Per Straccini, che ha trascorso la giornata di ieri a sistemare e a mettere al sicuro le attrezzature, e a fare la conta dei danni, chi ha fatto tutto questo non voleva rubare, ma creare disagi per puro divertimento.
«All’interno dello stabilimento», dice, «non sono entrati. Fuori invece si sono sbizzarriti. I danni ci sono e sono ingenti. Ogni porta costa tra i 350 e i 400 euro. Ma a parte i costi, il punto è che non si trovano facilmente in legno».
E un’idea, su chi possa essere stato, il balneatore ce l’ha. «Penso che sia opera di ragazzini. Ho capito, dalle attrezzature seminate per strada, anche che percorso hanno fatto. Ossia dalla riviera, sono andati in via Livenza, da qui al parcheggio del complesso sportivo Le Naiadi e sulla strada parco. Il problema», fa presente, «è il vicino Tortuga, che è in stato di abbandono. La sera e la notte, i ragazzini si intrufolano all’interno e molto probabilmente si ubriacano. Ieri mattina il cancello lato strada era aperto».
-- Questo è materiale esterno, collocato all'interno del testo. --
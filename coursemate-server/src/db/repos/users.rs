//! User repository - admin account management and preference lookup

use chrono::{DateTime, Utc};
use sqlx::{FromRow, PgPool};

use super::{is_unique_violation, DbError};
use crate::models::{UserId, UserProfile};

/// User record without the password hash
#[derive(Debug, Clone, FromRow)]
pub struct User {
    pub user_id: String,
    pub name: String,
    pub email: Option<String>,
    pub age: Option<i32>,
    pub gender: Option<String>,
    pub is_active: bool,
    pub join_date: DateTime<Utc>,
}

/// User repository
pub struct UserRepo<'a> {
    pool: &'a PgPool,
}

impl<'a> UserRepo<'a> {
    pub fn new(pool: &'a PgPool) -> Self {
        Self { pool }
    }

    /// Users whose name contains `name`, newest first. `None` lists all.
    pub async fn search(&self, name: Option<&str>) -> Result<Vec<User>, DbError> {
        sqlx::query_as(
            r#"
            SELECT user_id, name, email, age, gender, is_active, join_date
            FROM users
            WHERE ($1::text IS NULL OR strpos(name, $1) > 0)
            ORDER BY join_date DESC
            "#,
        )
        .bind(name.filter(|n| !n.is_empty()))
        .fetch_all(self.pool)
        .await
        .map_err(DbError::Lookup)
    }

    /// Insert an account. `password_hash` must already be hashed.
    pub async fn create(
        &self,
        user_id: &UserId,
        password_hash: &str,
        profile: &UserProfile,
    ) -> Result<(), DbError> {
        sqlx::query(
            r#"
            INSERT INTO users (user_id, password, name, email, age, gender)
            VALUES ($1, $2, $3, $4, $5, $6)
            "#,
        )
        .bind(user_id.as_str())
        .bind(password_hash)
        .bind(&profile.name)
        .bind(profile.email.as_deref())
        .bind(profile.age)
        .bind(profile.gender.as_deref())
        .execute(self.pool)
        .await
        .map_err(|e| {
            if is_unique_violation(&e) {
                DbError::Duplicate {
                    resource: "user",
                    value: user_id.as_str().to_owned(),
                }
            } else {
                DbError::Write(e)
            }
        })?;

        tracing::info!(user_id = user_id.as_str(), "user added");
        Ok(())
    }

    pub async fn update(&self, user_id: &str, profile: &UserProfile) -> Result<(), DbError> {
        let result = sqlx::query(
            "UPDATE users SET name = $1, email = $2, age = $3, gender = $4 WHERE user_id = $5",
        )
        .bind(&profile.name)
        .bind(profile.email.as_deref())
        .bind(profile.age)
        .bind(profile.gender.as_deref())
        .bind(user_id)
        .execute(self.pool)
        .await
        .map_err(DbError::Write)?;

        if result.rows_affected() == 0 {
            return Err(DbError::not_found("user", user_id));
        }
        Ok(())
    }

    /// Permanently delete an account. Their reviews stay, authorless.
    pub async fn delete(&self, user_id: &str) -> Result<(), DbError> {
        let result = sqlx::query("DELETE FROM users WHERE user_id = $1")
            .bind(user_id)
            .execute(self.pool)
            .await
            .map_err(DbError::Write)?;

        if result.rows_affected() == 0 {
            return Err(DbError::not_found("user", user_id));
        }

        tracing::info!(user_id, "user deleted");
        Ok(())
    }

    /// Names of the tags a user marked as preferred.
    pub async fn preferred_tags(&self, user_id: &str) -> Result<Vec<String>, DbError> {
        sqlx::query_scalar(
            r#"
            SELECT t.tag_name
            FROM user_preferences up
            JOIN tags t ON t.tag_id = up.tag_id
            WHERE up.user_id = $1
            ORDER BY t.tag_name
            "#,
        )
        .bind(user_id)
        .fetch_all(self.pool)
        .await
        .map_err(DbError::Lookup)
    }
}

#[cfg(test)]
mod tests {
    use super::*;
    use crate::db::testing::{test_pool, unique};

    fn profile(name: &str) -> UserProfile {
        UserProfile::new(name, Some("kim@example.com".into()), Some(27), Some("F".into())).unwrap()
    }

    #[tokio::test]
    #[ignore = "requires database"]
    async fn create_rejects_taken_id() {
        let pool = test_pool().await;
        let repo = UserRepo::new(&pool);
        let id = UserId::new(&unique("kim")).unwrap();

        repo.create(&id, "hash", &profile("Kim")).await.unwrap();
        let err = repo.create(&id, "hash", &profile("Kim")).await.unwrap_err();
        assert!(matches!(err, DbError::Duplicate { resource: "user", .. }));
    }

    #[tokio::test]
    #[ignore = "requires database"]
    async fn search_update_delete() {
        let pool = test_pool().await;
        let repo = UserRepo::new(&pool);
        let name = unique("Lee");
        let id = UserId::new(&unique("lee")).unwrap();
        repo.create(&id, "hash", &profile(&name)).await.unwrap();

        let found = repo.search(Some(&name)).await.unwrap();
        assert_eq!(found.len(), 1);
        assert_eq!(found[0].email.as_deref(), Some("kim@example.com"));
        assert!(found[0].is_active);

        repo.update(id.as_str(), &profile("Renamed")).await.unwrap();
        repo.delete(id.as_str()).await.unwrap();
        assert!(matches!(
            repo.update(id.as_str(), &profile("Ghost")).await.unwrap_err(),
            DbError::NotFound { .. }
        ));
    }

    #[tokio::test]
    #[ignore = "requires database"]
    async fn preferred_tags_for_unknown_user_is_empty() {
        let pool = test_pool().await;
        let tags = UserRepo::new(&pool).preferred_tags(&unique("nobody")).await.unwrap();
        assert!(tags.is_empty());
    }
}
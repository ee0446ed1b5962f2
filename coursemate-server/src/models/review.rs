//! Review field validation

use super::validation::{required_text, ValidationError};

/// Maximum length for review bodies
const MAX_CONTENT_LEN: usize = 2000;

/// Star rating, 1 through 5
#[derive(Debug, Clone, Copy, PartialEq, Eq, PartialOrd, Ord)]
pub struct Rating(i16);

impl Rating {
    pub const MIN: i16 = 1;
    pub const MAX: i16 = 5;

    /// Create a rating, rejecting anything outside 1..=5.
    pub fn new(value: i64) -> Result<Self, ValidationError> {
        if !(i64::from(Self::MIN)..=i64::from(Self::MAX)).contains(&value) {
            return Err(ValidationError::OutOfRange {
                field: "rating",
                min: Self::MIN.into(),
                max: Self::MAX.into(),
                value,
            });
        }

        Ok(Self(value as i16))
    }

    pub fn get(self) -> i16 {
        self.0
    }
}

/// Validated review body
#[derive(Debug, Clone, PartialEq, Eq)]
pub struct ReviewContent(String);

impl ReviewContent {
    /// Create review content.
    ///
    /// # Rules
    /// - Non-empty (after trimming whitespace)
    /// - Max 2000 characters
    pub fn new(s: &str) -> Result<Self, ValidationError> {
        required_text(s, "content", MAX_CONTENT_LEN).map(Self)
    }

    pub fn as_str(&self) -> &str {
        &self.0
    }
}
Solo lunedì, nel tardo, dentro al Tortuga è divampato anche un incendio, il secondo dopo quello del 15 aprile 2021 che ha distrutto il bar e il ristorante, causando l’esplosione delle vetrate. Per fortuna, l'altra sera, è stato immediato l'intervento dei vigili del fuoco. Ad essere avvolti dalle fiamme, rifiuti accumulati sul tetto terrazzato. Una situazione che sta creando disagi non solo ai balneatori, ma anche ai residenti della zona che chiedono interventi. (a.d.f.)